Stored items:

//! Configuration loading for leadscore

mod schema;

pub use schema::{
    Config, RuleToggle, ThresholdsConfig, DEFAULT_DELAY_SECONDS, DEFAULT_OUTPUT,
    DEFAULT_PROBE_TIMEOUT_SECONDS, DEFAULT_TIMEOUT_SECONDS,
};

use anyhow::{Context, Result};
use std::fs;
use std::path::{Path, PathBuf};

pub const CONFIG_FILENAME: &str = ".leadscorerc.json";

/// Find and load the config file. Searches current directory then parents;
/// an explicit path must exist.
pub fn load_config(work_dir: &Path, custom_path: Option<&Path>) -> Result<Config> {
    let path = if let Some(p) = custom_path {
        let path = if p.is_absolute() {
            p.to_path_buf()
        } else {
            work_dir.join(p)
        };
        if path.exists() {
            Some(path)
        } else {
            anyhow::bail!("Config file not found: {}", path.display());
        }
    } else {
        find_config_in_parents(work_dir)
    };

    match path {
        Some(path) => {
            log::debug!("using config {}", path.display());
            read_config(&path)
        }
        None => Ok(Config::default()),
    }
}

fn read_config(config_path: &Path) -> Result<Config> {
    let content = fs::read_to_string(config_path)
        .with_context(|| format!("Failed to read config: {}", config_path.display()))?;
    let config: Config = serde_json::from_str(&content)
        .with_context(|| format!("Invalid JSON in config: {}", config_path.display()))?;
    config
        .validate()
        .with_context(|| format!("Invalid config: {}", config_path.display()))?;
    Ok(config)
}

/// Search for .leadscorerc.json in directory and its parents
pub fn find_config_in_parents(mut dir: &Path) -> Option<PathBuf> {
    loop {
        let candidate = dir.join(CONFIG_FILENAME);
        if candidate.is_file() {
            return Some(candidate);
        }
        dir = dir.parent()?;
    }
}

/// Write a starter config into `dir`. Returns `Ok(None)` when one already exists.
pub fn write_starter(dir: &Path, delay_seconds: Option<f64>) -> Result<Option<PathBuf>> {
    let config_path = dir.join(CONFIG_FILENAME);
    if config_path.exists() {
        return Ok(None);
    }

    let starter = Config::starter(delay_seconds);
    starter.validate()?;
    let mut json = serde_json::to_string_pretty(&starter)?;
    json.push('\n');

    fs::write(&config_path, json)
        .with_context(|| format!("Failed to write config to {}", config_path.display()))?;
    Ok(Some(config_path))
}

Aim of the task:
Set down exactly, and only, the lines from the one containing "dir = dir.parent()?;" through the final line of the entries above.

Finished exercise:
        dir = dir.parent()?;
    }
}

/// Write a starter config into `dir`. Returns `Ok(None)` when one already exists.
pub fn write_starter(dir: &Path, delay_seconds: Option<f64>) -> Result<Option<PathBuf>> {
    let config_path = dir.join(CONFIG_FILENAME);
    if config_path.exists() {
        return Ok(None);
    }

    let starter = Config::starter(delay_seconds);
    starter.validate()?;
    let mut json = serde_json::to_string_pretty(&starter)?;
    json.push('\n');

    fs::write(&config_path, json)
        .with_context(|| format!("Failed to write config to {}", config_path.display()))?;
    Ok(Some(config_path))
}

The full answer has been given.